What number of lines in the entries hold the string "StrongBuy"? Answer with it alone.

Dataset below:

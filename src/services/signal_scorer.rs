//! Weighted buy/sell scoring over an [`IndicatorSet`]
//!
//! Unavailable indicators (`None`) never vote. Every vote is recorded with
//! its raw value and a rationale so alerts can show why a call was made.

use crate::config::SignalWeights;
use crate::models::analysis::{
    IndicatorSet, Recommendation, RiskLevel, Signal, SignalSide, SignalSource, Trend,
    TradingSignal,
};

/// Signal count at which the count component of confidence saturates
const CONFIDENCE_SATURATION: usize = 5;

struct Ballot {
    signals: Vec<Signal>,
}

impl Ballot {
    fn vote(
        &mut self,
        indicator: SignalSource,
        side: SignalSide,
        weight: f64,
        value: f64,
        reason: String,
    ) {
        self.signals.push(Signal {
            indicator,
            side,
            weight,
            value,
            reason,
        });
    }

    fn score(&self, side: SignalSide) -> f64 {
        self.signals
            .iter()
            .filter(|s| s.side == side)
            .map(|s| s.weight)
            .sum()
    }
}

fn score_rsi(ballot: &mut Ballot, indicators: &IndicatorSet, w: &SignalWeights) {
    let Some(rsi) = indicators.rsi else { return };

    if rsi < w.rsi_extreme_oversold {
        ballot.vote(
            SignalSource::Rsi,
            SignalSide::Buy,
            w.rsi_extreme_weight,
            rsi,
            format!("RSI {:.1} is extremely oversold (< {})", rsi, w.rsi_extreme_oversold),
        );
    } else if rsi < w.rsi_oversold {
        ballot.vote(
            SignalSource::Rsi,
            SignalSide::Buy,
            w.rsi_weight,
            rsi,
            format!("RSI {:.1} is oversold (< {})", rsi, w.rsi_oversold),
        );
    } else if rsi > w.rsi_extreme_overbought {
        ballot.vote(
            SignalSource::Rsi,
            SignalSide::Sell,
            w.rsi_extreme_weight,
            rsi,
            format!("RSI {:.1} is extremely overbought (> {})", rsi, w.rsi_extreme_overbought),
        );
    } else if rsi > w.rsi_overbought {
        ballot.vote(
            SignalSource::Rsi,
            SignalSide::Sell,
            w.rsi_weight,
            rsi,
            format!("RSI {:.1} is overbought (> {})", rsi, w.rsi_overbought),
        );
    }
}

fn score_macd(ballot: &mut Ballot, indicators: &IndicatorSet, w: &SignalWeights) {
    let Some(macd) = indicators.macd else { return };

    let widening = macd
        .previous_histogram
        .is_some_and(|prev| macd.histogram.abs() > prev.abs() && macd.histogram * prev >= 0.0);
    let weight = if widening {
        w.macd_weight + w.macd_momentum_boost
    } else {
        w.macd_weight
    };
    let momentum = if widening { ", momentum building" } else { "" };

    if macd.histogram > 0.0 && macd.macd > macd.signal {
        ballot.vote(
            SignalSource::Macd,
            SignalSide::Buy,
            weight,
            macd.histogram,
            format!(
                "MACD {:.3} above signal {:.3} (golden cross){}",
                macd.macd, macd.signal, momentum
            ),
        );
    } else if macd.histogram < 0.0 && macd.macd < macd.signal {
        ballot.vote(
            SignalSource::Macd,
            SignalSide::Sell,
            weight,
            macd.histogram,
            format!(
                "MACD {:.3} below signal {:.3} (death cross){}",
                macd.macd, macd.signal, momentum
            ),
        );
    }
}

fn score_bollinger(
    ballot: &mut Ballot,
    price: f64,
    indicators: &IndicatorSet,
    w: &SignalWeights,
) {
    let Some(bands) = indicators.bollinger else { return };
    // collapsed bands carry no location information
    if bands.upper <= bands.lower {
        return;
    }

    let proximity = w.bollinger_proximity_pct / 100.0;
    let percent_b = bands.percent_b.unwrap_or(0.5);

    if price <= bands.lower * (1.0 + proximity) || percent_b < 0.0 {
        ballot.vote(
            SignalSource::Bollinger,
            SignalSide::Buy,
            w.bollinger_weight,
            percent_b,
            format!(
                "Price {:.2} at lower band {:.2} (%B {:.2})",
                price, bands.lower, percent_b
            ),
        );
    } else if price >= bands.upper * (1.0 - proximity) || percent_b > 1.0 {
        ballot.vote(
            SignalSource::Bollinger,
            SignalSide::Sell,
            w.bollinger_weight,
            percent_b,
            format!(
                "Price {:.2} at upper band {:.2} (%B {:.2})",
                price, bands.upper, percent_b
            ),
        );
    }
}

fn score_support_resistance(
    ballot: &mut Ballot,
    price: f64,
    indicators: &IndicatorSet,
    w: &SignalWeights,
) {
    let Some(levels) = indicators.support_resistance.as_ref() else { return };

    let near_support = levels
        .support
        .iter()
        .find(|s| **s > 0.0 && price >= **s && (price - **s) / **s * 100.0 <= w.support_resistance_proximity_pct);
    if let Some(support) = near_support {
        ballot.vote(
            SignalSource::SupportResistance,
            SignalSide::Buy,
            w.support_resistance_weight,
            *support,
            format!(
                "Price {:.2} within {}% above support {:.2}",
                price, w.support_resistance_proximity_pct, support
            ),
        );
    }

    let near_resistance = levels
        .resistance
        .iter()
        .find(|r| **r > 0.0 && price <= **r && (**r - price) / **r * 100.0 <= w.support_resistance_proximity_pct);
    if let Some(resistance) = near_resistance {
        ballot.vote(
            SignalSource::SupportResistance,
            SignalSide::Sell,
            w.support_resistance_weight,
            *resistance,
            format!(
                "Price {:.2} within {}% below resistance {:.2}",
                price, w.support_resistance_proximity_pct, resistance
            ),
        );
    }
}

/// Contrarian: a confirmed downtrend votes buy, a confirmed uptrend votes sell
fn score_trend(ballot: &mut Ballot, indicators: &IndicatorSet, w: &SignalWeights) {
    let Some(trend) = indicators.trend else { return };
    let tier = trend.level.tier();
    if tier == 0 {
        return;
    }
    let weight = w.trend_weights[(tier as usize - 1).min(2)];

    match trend.trend {
        Trend::Down if trend.level.is_bearish() => ballot.vote(
            SignalSource::Trend,
            SignalSide::Buy,
            weight,
            trend.streak_change_pct,
            format!(
                "Confirmed downtrend ({} periods, {:.2}%), mean reversion expected",
                trend.down_streak, trend.streak_change_pct
            ),
        ),
        Trend::Up if trend.level.is_bullish() => ballot.vote(
            SignalSource::Trend,
            SignalSide::Sell,
            weight,
            trend.streak_change_pct,
            format!(
                "Confirmed uptrend ({} periods, +{:.2}%), pullback risk",
                trend.up_streak, trend.streak_change_pct
            ),
        ),
        _ => {}
    }
}

fn score_price_change(ballot: &mut Ballot, indicators: &IndicatorSet, w: &SignalWeights) {
    let Some(change) = indicators.last_change_pct else { return };

    if change <= -w.price_change_threshold_pct {
        ballot.vote(
            SignalSource::PriceChange,
            SignalSide::Buy,
            w.price_change_weight,
            change,
            format!("Sharp drop of {:.2}% in the last period", change),
        );
    } else if change >= w.price_change_threshold_pct {
        ballot.vote(
            SignalSource::PriceChange,
            SignalSide::Sell,
            w.price_change_weight,
            change,
            format!("Sharp rise of +{:.2}% in the last period", change),
        );
    }
}

fn recommend(buy: f64, sell: f64, w: &SignalWeights) -> Recommendation {
    if buy >= w.strong_buy_threshold && buy > w.strong_dominance_ratio * sell {
        Recommendation::StrongBuy
    } else if buy >= w.buy_threshold && buy > sell {
        Recommendation::Buy
    } else if sell >= w.strong_sell_threshold && sell > w.strong_dominance_ratio * buy {
        Recommendation::StrongSell
    } else if sell >= w.sell_threshold && sell > buy {
        Recommendation::Sell
    } else {
        Recommendation::Hold
    }
}

/// 0..=100 from how many signals fired, how much they agree and how heavy they are
fn confidence(signals: &[Signal], indicators: &IndicatorSet, w: &SignalWeights) -> f64 {
    if signals.is_empty() {
        return 0.0;
    }

    let count = signals.len().min(CONFIDENCE_SATURATION) as f64 / CONFIDENCE_SATURATION as f64;

    let buys = signals.iter().filter(|s| s.side == SignalSide::Buy).count();
    let agreement = buys.max(signals.len() - buys) as f64 / signals.len() as f64;

    let heaviest = w
        .rsi_extreme_weight
        .max(w.macd_weight + w.macd_momentum_boost)
        .max(w.trend_weights[2])
        .max(f64::EPSILON);
    let mean_weight = signals.iter().map(|s| s.weight).sum::<f64>() / signals.len() as f64;
    let strength = (mean_weight / heaviest).min(1.0);

    let mut confidence = count * 50.0 + agreement * 30.0 + strength * 20.0;

    if let Some(vol) = indicators.volatility {
        if vol.coefficient_of_variation > w.volatility_threshold_pct {
            confidence *= w.volatility_confidence_factor;
        }
    }

    confidence.clamp(0.0, 100.0)
}

fn risk_level(indicators: &IndicatorSet, w: &SignalWeights) -> RiskLevel {
    match indicators.volatility {
        Some(vol) if vol.coefficient_of_variation > w.volatility_threshold_pct => RiskLevel::High,
        Some(vol) if vol.coefficient_of_variation > w.volatility_threshold_pct / 2.0 => {
            RiskLevel::Medium
        }
        Some(_) => RiskLevel::Low,
        None => RiskLevel::Medium,
    }
}

/// Score one market's indicators at `price`
pub fn score(price: f64, indicators: &IndicatorSet, weights: &SignalWeights) -> TradingSignal {
    let mut ballot = Ballot { signals: Vec::new() };

    score_rsi(&mut ballot, indicators, weights);
    score_macd(&mut ballot, indicators, weights);
    score_bollinger(&mut ballot, price, indicators, weights);
    score_support_resistance(&mut ballot, price, indicators, weights);
    score_trend(&mut ballot, indicators, weights);
    score_price_change(&mut ballot, indicators, weights);

    let buy_score = ballot.score(SignalSide::Buy);
    let sell_score = ballot.score(SignalSide::Sell);
    let recommendation = recommend(buy_score, sell_score, weights);

    TradingSignal {
        confidence: confidence(&ballot.signals, indicators, weights),
        risk_level: risk_level(indicators, weights),
        signals: ballot.signals,
        buy_score,
        sell_score,
        net_score: buy_score - sell_score,
        recommendation,
        is_buy_signal: matches!(
            recommendation,
            Recommendation::Buy | Recommendation::StrongBuy
        ),
        is_strong_signal: matches!(
            recommendation,
            Recommendation::StrongBuy | Recommendation::StrongSell
        ),
    }
}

End of Dataset.

→ Answer to this exercise: 3